Can you not look within yourself and ask ... how does this effect me? ... hmm maybe I can find it within me to atleast keep my mouth shut and not hurt someones feelings ... which is worse than this offending your delicate sensibilities.
I hardly think it is wildly unlikely that Jutta would find that some people disagree with her choices. Some people disagree with my choices, I do not take it personally. I can easily say that I disagree but that it is her choice, because it is clearly her choice.
I do not agree with abortion. I am not sure when life really begins, but I am uncomfortable with abortion because of the ambiguity. When asked I have and will continue to counsel against it, but I am pro-choice. I think it should be legal, because that makes it relatively safe. I can only offer counsel because it is not my life and people have to make their own decisions.
I do not have to agree with Jutta to appreciate that it is her life and she needs to make the decisions she sees fit. There is nothing derogatory in this, I simply disagree.
I assume we can discuss issues as adults and disagreement can be taken as such. If she wants to publicly profess her decision to seek a sex change and the relationship with the LDS Church and others concerning the choice, I can only assume that she would be likely prepared for some legitimate disagreement. There has been no condemnation or judgment, simple disagreement. I am not sure where you find this offensive?
Edit: If this were a support group, I think you would have a very valid point.
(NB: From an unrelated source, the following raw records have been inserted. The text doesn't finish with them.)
//! Locates the latest tag on the current branch and the commits made since.
//!
//! "Latest" means the tag on the newest commit, in committer-time order, that
//! carries at least one tag. When that commit carries several tags, the
//! highest valid version wins and a release beats its own pre-releases;
//! without any valid version the lexicographically first name is used.

use crate::domain::Version;
use crate::error::{GitBumpError, Result};
use crate::git::{Git2Repository, Repository};
use git2::Oid;
use std::collections::HashMap;
use std::ops::ControlFlow;
use std::path::Path;
use tracing::{debug, info, warn};

/// The tag a release is computed from
#[derive(Debug, Clone, PartialEq, Eq)]
pub struct LatestTag {
    pub commit: Oid,
    pub name: String,
}

/// Whether `candidate` should replace `current` as the latest version
fn outranks(candidate: &Version, current: &Version) -> bool {
    if candidate.is_greater(current) {
        return true;
    }
    let same_core = (candidate.major, candidate.minor, candidate.patch)
        == (current.major, current.minor, current.patch);
    same_core && current.is_pre_release() && !candidate.is_pre_release()
}

/// Reads tags and history through a [Repository]
pub struct HistoryResolver<R: Repository> {
    repo: R,
}

impl HistoryResolver<Git2Repository> {
    /// Open the repository containing `path`
    pub fn open<P: AsRef<Path>>(path: P) -> Result<Self> {
        Ok(HistoryResolver::new(Git2Repository::open(path)?))
    }
}

impl<R: Repository> HistoryResolver<R> {
    pub fn new(repo: R) -> Self {
        HistoryResolver { repo }
    }

    pub fn repository(&self) -> &R {
        &self.repo
    }

    /// The newest tagged commit and all of its tag names, sorted
    ///
    /// # Returns
    /// * `Ok((Oid, Vec<String>))` - Tagged commit and its tags (never empty)
    /// * `Err(TagNotFound)` - If no tag resolves to a commit in HEAD's history
    pub fn latest_tags(&self) -> Result<(Oid, Vec<String>)> {
        let mut by_commit: HashMap<Oid, Vec<String>> = HashMap::new();

        for tag in self.repo.list_tags()? {
            match self.repo.resolve_tag(&tag) {
                Ok(commit) => by_commit.entry(commit).or_default().push(tag.name),
                Err(e) => warn!(tag = %tag.name, error = %e, "skipping tag that does not point to a commit"),
            }
        }

        if by_commit.is_empty() {
            return Err(GitBumpError::TagNotFound);
        }

        let mut found = None;
        self.repo.walk_commits(&mut |commit| match by_commit.remove(&commit.id) {
            Some(names) => {
                found = Some((commit.id, names));
                ControlFlow::Break(())
            }
            None => ControlFlow::Continue(()),
        })?;

        let (commit, mut names) = found.ok_or(GitBumpError::TagNotFound)?;
        names.sort();
        debug!(commit = %commit, tags = ?names, "found latest tagged commit");

        Ok((commit, names))
    }

    /// The latest tag and the commit it points at
    ///
    /// Among the tags on the newest tagged commit the greatest valid version
    /// wins, and a release beats a pre-release of the same version. Without
    /// any valid version the first name in sorted order is used.
    pub fn latest(&self) -> Result<LatestTag> {
        let (commit, names) = self.latest_tags()?;

        let mut best: Option<(Version, &String)> = None;
        for name in &names {
            match Version::parse(name) {
                Ok(version) => {
                    if best.as_ref().map_or(true, |(current, _)| outranks(&version, current)) {
                        best = Some((version, name));
                    }
                }
                Err(e) => debug!(tag = %name, error = %e, "tag is not a version"),
            }
        }

        let name = match best {
            Some((_, name)) => name.clone(),
            None => names.into_iter().next().ok_or(GitBumpError::TagNotFound)?,
        };

        Ok(LatestTag { commit, name })
    }

    /// Name of the latest tag
    pub fn latest_tag(&self) -> Result<String> {
        Ok(self.latest()?.name)
    }

    /// Messages of the commits after the latest tag, newest first
    ///
    /// Trailing and leading newlines are trimmed from every message. The
    /// tagged commit itself is not included.
    ///
    /// # Returns
    /// * `Ok(Vec<String>)` - Possibly empty list of messages
    /// * `Err(TagNotFound)` - If the repository has no usable tag
    /// * `Err(CommitNotFound)` - If the walk never reaches the tagged commit
    pub fn commits_since_latest_tag(&self) -> Result<Vec<String>> {
        let (tagged, _) = self.latest_tags()?;
        self.commits_since(tagged)
    }

    /// Messages of the commits after `tagged`, newest first
    pub fn commits_since(&self, tagged: Oid) -> Result<Vec<String>> {
        let mut messages = Vec::new();
        let mut reached = false;
        self.repo.walk_commits(&mut |commit| {
            if commit.id == tagged {
                reached = true;
                return ControlFlow::Break(());
            }
            messages.push(commit.message.trim_matches('\n').to_string());
            ControlFlow::Continue(())
        })?;

        if !reached {
            return Err(GitBumpError::CommitNotFound);
        }

        debug!(count = messages.len(), "collected commits since latest tag");
        Ok(messages)
    }

    /// Create a lightweight tag on the newest commit
    ///
    /// # Returns
    /// * `Ok(Oid)` - The tagged commit
    /// * `Err(NoCommits)` - If HEAD has no commits
    pub fn create_tag(&self, name: &str) -> Result<Oid> {
        let mut head = None;
        self.repo.walk_commits(&mut |commit| {
            head = Some(commit.id);
            ControlFlow::Break(())
        })?;

        let target = head.ok_or(GitBumpError::NoCommits)?;
        self.repo.create_tag(name, target)?;
        info!(tag = name, commit = %target, "created tag");

        Ok(target)
    }
}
If this were something I just said, unprovoked, I think you would have a valid point. When Jutta brings it up on her own in this fashion, I can only believe that she is prepared for what I considered respectful disagreement. I do not think any less of her (I even have no problem referring to her as a "she" because this is what she has determined), but I think this can be discussed in a philosophical sense without personal animosity.